Quando somos crianças, a liberdade é apenas um nome que pode se tornar um anseio. Fugir da escola, por exemplo, quando havia possibilidade, era uma atitude libertária. As saias enroladas na cintura para ficar mais curta e o matinê às 14h no Ipiranga ou Marabá. O auge da independência antes da descoberta dos pais e eles sempre ficavam sabendo. Os pais carregavam uma espécie misteriosa de bola de cristal. Em seguida, vinham as asas encolhidas de castigo em um canto da casa. A gente também acabava contando a verdade, sem comentar sobre a história do filme. E quando a escolha era pular algum muro com o propósito de pegar frutas na árvore de um quintal conhecido ou desconhecido?  Uma vez, recolher pêssegos, com mais três crianças de minha idade em uma casa em reforma, próxima da minha, rendeu-me duas horas no fogão, com a mamãe ao lado, de mão na cintura, para transformá-los em doce e, no dia seguinte, levar de presente ao proprietário da casa, pedindo desculpas pela ousadia. Que vergonha!

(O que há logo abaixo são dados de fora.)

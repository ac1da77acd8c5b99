//! Settings: printing and changing `settings.json`.

use serde_json::Value;
use std::path::Path;
use tracing::info;

use crate::dataset::ProjectPaths;
use crate::error::{ColrevError, Result};
use crate::review_manager::ReviewManager;
use crate::settings::COLREV_VERSION;

/// Splits `/json/pointer=<json>`. A value that is not valid JSON is taken as a string.
pub fn parse_assignment(assignment: &str) -> Result<(String, Value)> {
    let (pointer, raw) = assignment
        .split_once('=')
        .filter(|(p, _)| p.starts_with('/'))
        .ok_or_else(|| {
            ColrevError::InvalidInput(format!("expected /json/pointer=value, got '{assignment}'"))
        })?;
    let value = serde_json::from_str(raw).unwrap_or_else(|_| Value::String(raw.to_string()));
    Ok((pointer.to_string(), value))
}

/// Applies the assignments, saves the settings and commits them.
/// Nothing is written if one assignment is invalid.
pub fn set(review_manager: &mut ReviewManager, assignments: &[String]) -> Result<Option<String>> {
    let parsed = assignments
        .iter()
        .map(|a| parse_assignment(a))
        .collect::<Result<Vec<_>>>()?;
    let mut settings = review_manager.settings().clone();
    for (pointer, value) in &parsed {
        settings.set_value(pointer, value.clone())?;
    }
    *review_manager.settings_mut() = settings;
    review_manager.save_settings()?;

    let git = review_manager.git();
    git.add(&[Path::new(ProjectPaths::SETTINGS_FILE)])?;
    let changed: Vec<&str> = parsed.iter().map(|(p, _)| p.as_str()).collect();
    let message = format!(
        "Settings: {}\n\nSoftware\n colrev {COLREV_VERSION}\n\nCommand\n {}\n",
        changed.join(", "),
        review_manager.command_line()
    );
    let commit = git.commit(&message)?;
    info!("settings updated: {}", changed.join(", "));
    Ok(commit)
}

#[cfg(test)]
mod tests {
    use super::*;
    use crate::ops::tests::project;
    use crate::settings::{Settings, ShareStatReq};

    #[test]
    fn assignments() {
        assert_eq!(
            parse_assignment("/project/delay_automated_processing=true").unwrap(),
            ("/project/delay_automated_processing".to_string(), Value::Bool(true))
        );
        assert_eq!(
            parse_assignment("/project/title=Platform studies").unwrap().1,
            Value::String("Platform studies".into())
        );
        assert!(parse_assignment("project.title=x").is_err());
        assert!(parse_assignment("/project/title").is_err());
    }

    #[test]
    fn set_saves_and_commits() {
        let (_dir, mut manager) = project("literature_review");
        let commit = set(
            &mut manager,
            &["/project/share_stat_req=\"SCREENED\"".to_string()],
        )
        .unwrap();
        assert!(commit.is_some());
        assert!(!manager.git().is_dirty().unwrap());
        assert_eq!(manager.settings().project.share_stat_req, ShareStatReq::Screened);
        let saved = Settings::load(&manager.paths().settings_file()).unwrap();
        assert_eq!(saved.project.share_stat_req, ShareStatReq::Screened);

        assert!(set(&mut manager, &["/project/id_pattern=\"none\"".to_string()]).is_err());
        assert_eq!(manager.settings().project.share_stat_req, ShareStatReq::Screened);
    }
}
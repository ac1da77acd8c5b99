//! PDF-prep-man: PDFs fixed by hand.

use super::{states_of, Operation, Outcome};
use crate::endpoints::pdf::colrev_pdf_id;
use crate::error::{ColrevError, Result};
use crate::process::{OperationsType, RecordState};
use crate::record::{fields, Record};
use crate::review_manager::ReviewManager;

pub struct PdfPrepMan<'a> {
    operation: Operation<'a>,
}

impl<'a> PdfPrepMan<'a> {
    pub fn new(review_manager: &'a ReviewManager) -> Result<Self> {
        Ok(Self {
            operation: Operation::new(review_manager, OperationsType::PdfPrepMan)?,
        })
    }

    pub fn pending(&self) -> Result<Vec<Record>> {
        let records = self.operation.review_manager().dataset().load_records()?;
        Ok(records
            .into_values()
            .filter(|r| r.status == RecordState::PdfNeedsManualPreparation)
            .collect())
    }

    /// Marks the PDFs as prepared. The `colrev_pdf_id` is recomputed since
    /// the file was usually edited.
    pub async fn run(&mut self, ids: &[String]) -> Result<Outcome> {
        let rm = self.operation.review_manager();
        let mut records = rm.dataset().load_records()?;
        let before = states_of(&records);

        for id in ids {
            let record = records
                .get_mut(id)
                .filter(|r| r.status == RecordState::PdfNeedsManualPreparation)
                .ok_or_else(|| ColrevError::InvalidInput(format!("{id} is not in pdf_needs_manual_preparation")))?;
            let file = record
                .get(fields::FILE)
                .map(|f| rm.paths().root().join(f))
                .filter(|p| p.is_file())
                .ok_or_else(|| ColrevError::InvalidInput(format!("{id}: the linked PDF does not exist")))?;
            record.set(fields::PDF_ID, &colrev_pdf_id(&file)?);
            record.status = RecordState::PdfPrepared;
        }
        self.operation.add_endpoint("manual");
        let summary = format!("{} PDFs prepared manually", ids.len());
        self.operation.save_and_commit(&summary, &before, &records, &[])
    }
}

#[cfg(test)]
mod tests {
    use super::*;
    use crate::ops::pdf_get::PdfGet;
    use crate::ops::pdf_prep::PdfPrep;
    use crate::ops::prescreen::{ManualDecisions, Prescreen};
    use crate::ops::tests::processed_project;
    use std::fs;

    #[tokio::test]
    async fn marks_fixed_pdfs_prepared() {
        let (_dir, manager) = processed_project().await;
        let manual = ManualDecisions {
            include_all: true,
            ..ManualDecisions::default()
        };
        Prescreen::new(&manager).unwrap().run(&manual).await.unwrap();
        let ids: Vec<String> = manager.dataset().load_records().unwrap().into_keys().collect();
        fs::create_dir_all(manager.paths().pdf_dir()).unwrap();
        for id in &ids {
            fs::write(manager.paths().pdf_dir().join(format!("{id}.pdf")), b"scanned garbage").unwrap();
        }
        PdfGet::new(&manager).unwrap().run().await.unwrap();
        PdfPrep::new(&manager).unwrap().run().await.unwrap();

        let mut prep_man = PdfPrepMan::new(&manager).unwrap();
        assert_eq!(prep_man.pending().unwrap().len(), 2);
        let fixed = manager.paths().pdf_dir().join(format!("{}.pdf", ids[0]));
        fs::write(&fixed, b"%PDF-1.4\n%%EOF\n").unwrap();
        prep_man.run(&ids[..1]).await.unwrap();

        let records = manager.dataset().load_records().unwrap();
        assert_eq!(records[&ids[0]].status, RecordState::PdfPrepared);
        assert_eq!(records[&ids[0]].get(fields::PDF_ID), Some(colrev_pdf_id(&fixed).unwrap().as_str()));
        assert_eq!(records[&ids[1]].status, RecordState::PdfNeedsManualPreparation);
    }
}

Com a moça foi diferente: seu cenário foi o das construções apertadas em uma área de invasão no Estado em que morava. Foi para lá na barriga da mãe, após o avô expulsá-la, pela gravidez, do sítio onde moravam. É bom ressaltar que a gravidez se deu na casa da patroa, em que o filho, bem mais velho do que ela, a seduziu e a culpa, numa sociedade machista, recaiu sobre ela.


Veio daí os desencantos da menina em seus primeiros choros.

Voltando a ela, é moça de coragem diante de acontecimentos funestos. E é moça de fé. Carrega paisagens diversas, em especial de outros países como da Europa, para onde foi levada pensando em se empoderar, em contraste com os que a levaram, sabendo que era de aparência e carne com a qual lucrariam.  Foi assim: não se empoderou e eles lucraram.

Guardou consigo, daquele tempo, as imagens da natureza e das construções centenárias que contam histórias. Pode ter perdido muitas coisas, mas não deixou que levassem a sensibilidade de seu coração para enxergar os outros, em especial os sobreviventes.

Há poucos dias me enviou uma mensagem desesperada. Um senhor, idoso, embriagado, se encontrava estendido na calçada, de bruços, próximo a um bar. Com uma calça maior que seu tamanho físico, deve ter emagrecido, aparecia parte da cueca. Comentam que possui uma aposentadoria de sete mil reais, tem família, contudo se perdeu em seus caminhos.

As razões, ninguém sabe. Depressão, decepção, problemas mentais...E fica fácil julgá-lo. Para alguns é transparente e para outros atrapalha por ocupar parte da calçada. Além disso, pede comida.

Eis que surgiu um rapaz musculoso, em uma moto que também costuma ficar por lá e deu uma surra no senhor em nome da “moral e dos bons costumes”. Ou seja, eis que apareceu um covarde que espancou um idoso embriagado.

Ela ficou das 11h às 17h atrás dos órgãos competentes para conseguir um atendimento a ele.

O perigo não está no idoso, mas no musculoso e amigo, que se consideram inatingíveis pela proximidade com uma facção criminosa.

A minha esperança fica nos homens e mulheres como o Rei Davi que, com uma pedra apenas, derrotou o homenzarrão de espírito funesto. E que essa pedra seja a Justiça verdadeira.